The Board determined that the probable cause of the accident was
the flight crew's failure to maintain terrain clearance during a
visual flight rules (VFR) departure, which resulted in controlled
flight into terrain, and the air traffic controller's issuance of a
clearance that transferred the responsibility for terrain clearance
from the flight crew to the controller. Additionally, the
controller's failure to provide terrain clearance instructions to
the flight crew, and failure to advise the flight crew of the
minimum safe altitude warning (MSAW) alerts was also causal to the
accident.
The airplane departed under VFR at night and was being handled
by an air traffic controller when it crashed into the mountain. The
Board's investigation revealed that according to the Federal
Aviation Administration's (FAA) Aeronautical Information Manual
(AIM), the recommended procedure for departing under VFR at night
in areas of mountainous terrain is to adhere to the airport's
takeoff minimums and departure procedures for instrument flight
rules (IFR).
The NTSB states the accident captain and copilot did not follow
the recommended departure procedure and instead flew the airplane
straight out on a heading toward the mountains and leveled off at
an altitude of 2,300 feet, presumably to maintain VFR below the
cloud ceiling.
The controller
identified the airplane on the radar screen, provided the flight
crew with a heading, and instructed the crew to maintain VFR and
expect an IFR clearance above 5,000 feet. The captain acknowledged
the heading instructions; however, the heading issued by the
controller resulted in a flight track that allowed the airplane to
continue directly toward mountains. This was also the time, the
Board noted, that the controllers computer system generated aural
and visual MSAW alerts on the display, yet the controller took no
action to warn the flight crew about the MSAW alerts.

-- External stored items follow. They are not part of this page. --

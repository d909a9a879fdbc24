//! Building local directories into container images.

use std::path::Path;

use cellc_common::error::{CellError, Result};

use crate::shell::ShellCommand;

/// Builds a container image from a local build context.
pub trait ImageBuilder {
    /// Builds `context` and tags the result as `tag`.
    ///
    /// # Errors
    ///
    /// Returns an error if the builder is unavailable or the build fails.
    fn build(&self, tag: &str, context: &Path) -> Result<()>;
}

/// Builds images with the `docker` command line tool.
#[derive(Debug, Clone, Copy, Default)]
pub struct DockerCli;

impl ImageBuilder for DockerCli {
    fn build(&self, tag: &str, context: &Path) -> Result<()> {
        let docker = which::which("docker").map_err(|_| CellError::NotFound {
            kind: "docker binary",
            id: "docker (install Docker to build images from a directory)".into(),
        })?;
        tracing::info!(tag, context = %context.display(), "building docker image");
        let _ = ShellCommand::new(docker)
            .args(["build", "-t", tag])
            .arg(context.display().to_string())
            .run()?;
        Ok(())
    }
}

/// Skips every build, for commands that only inspect an image.
#[derive(Debug, Clone, Copy, Default)]
pub struct SkipBuild;

impl ImageBuilder for SkipBuild {
    fn build(&self, tag: &str, context: &Path) -> Result<()> {
        tracing::info!(tag, context = %context.display(), "skipping image build");
        Ok(())
    }
}

#[cfg(test)]
pub(crate) mod tests {
    use std::cell::RefCell;
    use std::path::PathBuf;

    use super::*;

    /// Records builds instead of running them.
    #[derive(Debug, Default)]
    pub(crate) struct RecordingBuilder {
        pub(crate) builds: RefCell<Vec<(String, PathBuf)>>,
        pub(crate) fail: bool,
    }

    impl ImageBuilder for RecordingBuilder {
        fn build(&self, tag: &str, context: &Path) -> Result<()> {
            if self.fail {
                return Err(CellError::ExternalTool {
                    command: format!("docker build -t {tag}"),
                    code: 1,
                    message: "build failed".into(),
                });
            }
            self.builds
                .borrow_mut()
                .push((tag.to_string(), context.to_path_buf()));
            Ok(())
        }
    }

    #[test]
    fn recording_builder_keeps_order() {
        let builder = RecordingBuilder::default();
        builder.build("org/a:1", Path::new("a")).expect("build");
        builder.build("org/b:1", Path::new("b")).expect("build");
        let builds = builder.builds.borrow();
        assert_eq!(builds[0].0, "org/a:1");
        assert_eq!(builds[1].1, PathBuf::from("b"));
    }
}
//! Turning a built Cell into a runnable instance.
//!
//! Every `{{instance_name}}` token becomes the instance name and every
//! `{{alias}}` token becomes the name of the instance linked to that
//! dependency alias.

use std::collections::BTreeMap;

use cellc_common::constants::{ANNOTATION_CELL_DEPENDENCIES, INSTANCE_NAME_PLACEHOLDER};
use cellc_common::error::{CellError, Result};
use cellc_model::dependency::Dependency;
use serde::{Deserialize, Serialize};
use serde_json::Value;

use crate::spec::Cell;

/// A dependency annotation entry bound to a running instance.
#[derive(Debug, Clone, PartialEq, Eq, Serialize, Deserialize)]
#[serde(rename_all = "camelCase")]
pub struct LinkedDependency {
    /// The declared dependency.
    #[serde(flatten)]
    pub dependency: Dependency,
    /// Instance satisfying it.
    pub instance_name: String,
}

/// Produces the Cell of instance `instance`, with dependency aliases
/// bound through `links` (alias → instance name).
///
/// # Errors
///
/// Returns a validation error if the instance name is empty or a declared
/// dependency alias has no linked instance.
pub fn instantiate(cell: &Cell, instance: &str, links: &BTreeMap<String, String>) -> Result<Cell> {
    if instance.trim().is_empty() {
        return Err(CellError::validation("instance name must not be empty"));
    }

    let dependencies: Vec<Dependency> = cell
        .metadata
        .annotations
        .get(ANNOTATION_CELL_DEPENDENCIES)
        .map(|raw| serde_json::from_str(raw))
        .transpose()?
        .unwrap_or_default();

    let mut linked = Vec::with_capacity(dependencies.len());
    let mut substitutions = vec![(INSTANCE_NAME_PLACEHOLDER.to_string(), instance.to_string())];
    for dependency in dependencies {
        let Some(target) = links.get(&dependency.alias) else {
            return Err(CellError::validation(format!(
                "no instance linked for dependency alias \"{}\" ({}/{}:{})",
                dependency.alias, dependency.org, dependency.name, dependency.ver
            )));
        };
        substitutions.push((format!("{{{{{}}}}}", dependency.alias), target.clone()));
        linked.push(LinkedDependency {
            dependency,
            instance_name: target.clone(),
        });
    }
    for alias in links.keys() {
        if !linked.iter().any(|l| &l.dependency.alias == alias) {
            tracing::warn!(alias, "link does not match any dependency, ignoring");
        }
    }

    let mut value = serde_json::to_value(cell)?;
    substitute(&mut value, &substitutions);
    let mut instantiated: Cell = serde_json::from_value(value)?;
    instantiated.metadata.name = instance.to_string();
    let _ = instantiated.metadata.annotations.insert(
        ANNOTATION_CELL_DEPENDENCIES.to_string(),
        serde_json::to_string(&linked)?,
    );
    tracing::info!(instance, dependencies = linked.len(), "instantiated cell");
    Ok(instantiated)
}

/// Replaces tokens in every string of `value`.
fn substitute(value: &mut Value, substitutions: &[(String, String)]) {
    match value {
        Value::String(text) => {
            for (token, replacement) in substitutions {
                if text.contains(token.as_str()) {
                    *text = text.replace(token.as_str(), replacement);
                }
            }
        }
        Value::Array(items) => {
            for item in items {
                substitute(item, substitutions);
            }
        }
        Value::Object(map) => {
            for item in map.values_mut() {
                substitute(item, substitutions);
            }
        }
        Value::Null | Value::Bool(_) | Value::Number(_) => {}
    }
}
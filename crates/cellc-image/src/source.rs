//! Container image source resolution.
//!
//! A prebuilt reference is used as is. A local build directory is built
//! under the image organization, so its tag must not name a repository.

use std::path::PathBuf;

use cellc_common::error::{CellError, Result};
use cellc_model::descriptor::SourceDescriptor;

use crate::builder::ImageBuilder;

/// Where a component's container image comes from.
#[derive(Debug, Clone, PartialEq, Eq)]
pub enum ImageSource {
    /// A prebuilt image reference.
    Prebuilt(String),
    /// A directory to build, tagged `org/<tag>`.
    Local {
        /// Build context.
        dir: PathBuf,
        /// Fully qualified tag.
        tag: String,
    },
}

/// A resolved container image.
#[derive(Debug, Clone, PartialEq, Eq)]
pub struct ResolvedImage {
    /// Reference to put in the service template.
    pub image: String,
    /// Whether the image was built locally.
    pub built: bool,
}

/// Validates `tag` and qualifies it with `org`.
///
/// # Errors
///
/// Returns [`CellError::InvalidImageTag`] if the tag is empty or contains `/`.
pub fn qualify_tag(org: &str, tag: &str) -> Result<String> {
    if tag.is_empty() || tag.contains('/') {
        return Err(CellError::InvalidImageTag {
            tag: tag.to_string(),
        });
    }
    Ok(format!("{org}/{tag}"))
}

impl ImageSource {
    /// Classifies a declared source for an image owned by `org`.
    ///
    /// # Errors
    ///
    /// Returns [`CellError::InvalidImageTag`] for a local source whose tag
    /// names a repository.
    pub fn from_descriptor(source: &SourceDescriptor, org: &str) -> Result<Self> {
        match source {
            SourceDescriptor::Image { image } => Ok(Self::Prebuilt(image.clone())),
            SourceDescriptor::Docker { docker_dir, tag } => Ok(Self::Local {
                dir: docker_dir.clone(),
                tag: qualify_tag(org, tag)?,
            }),
        }
    }

    /// Produces the image reference, building local sources with `builder`.
    ///
    /// # Errors
    ///
    /// Returns [`CellError::NotFound`] if a build directory is missing, or
    /// the builder's error.
    pub fn resolve(&self, builder: &dyn ImageBuilder) -> Result<ResolvedImage> {
        match self {
            Self::Prebuilt(image) => {
                tracing::debug!(image, "using prebuilt image");
                Ok(ResolvedImage {
                    image: image.clone(),
                    built: false,
                })
            }
            Self::Local { dir, tag } => {
                if !dir.is_dir() {
                    return Err(CellError::NotFound {
                        kind: "docker directory",
                        id: dir.display().to_string(),
                    });
                }
                builder.build(tag, dir)?;
                tracing::info!(tag, "built local image");
                Ok(ResolvedImage {
                    image: tag.clone(),
                    built: true,
                })
            }
        }
    }
}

The Board pointed out that although the flight crew is
responsible for maintaining terrain clearance while operating under
VFR, FAA rules state that, when an aircraft is operating under VFR
below minimum IFR altitudes and the flight crew requests an IFR
clearance, the controller should ask the crew if they would be able
to maintain terrain and obstruction clearance during the climb to
the minimum IFR altitude. It was reported to the Board that the
controller was unaware of this responsibility. The controller had
the knowledge and opportunity to alert the flight crew to an unsafe
condition, but failed to take appropriate action to do so, the
Board concluded.
Contributing to the accident was the pilots' fatigue, which
likely contributed to their degraded decisionmaking, the Board
stated. At the time of the accident, the captain had been awake
about 17.5 hours, and the co-pilot had been awake about 16 hours,
and both pilots had accumulated about 11 hours duty time. The Board
noted that although the duty and rest times of both flight
crewmembers were in compliance with Part 135 rules, the accident
flight departed about 3 hours past both crewmembers' normal
bedtimes at the end of a long duty day.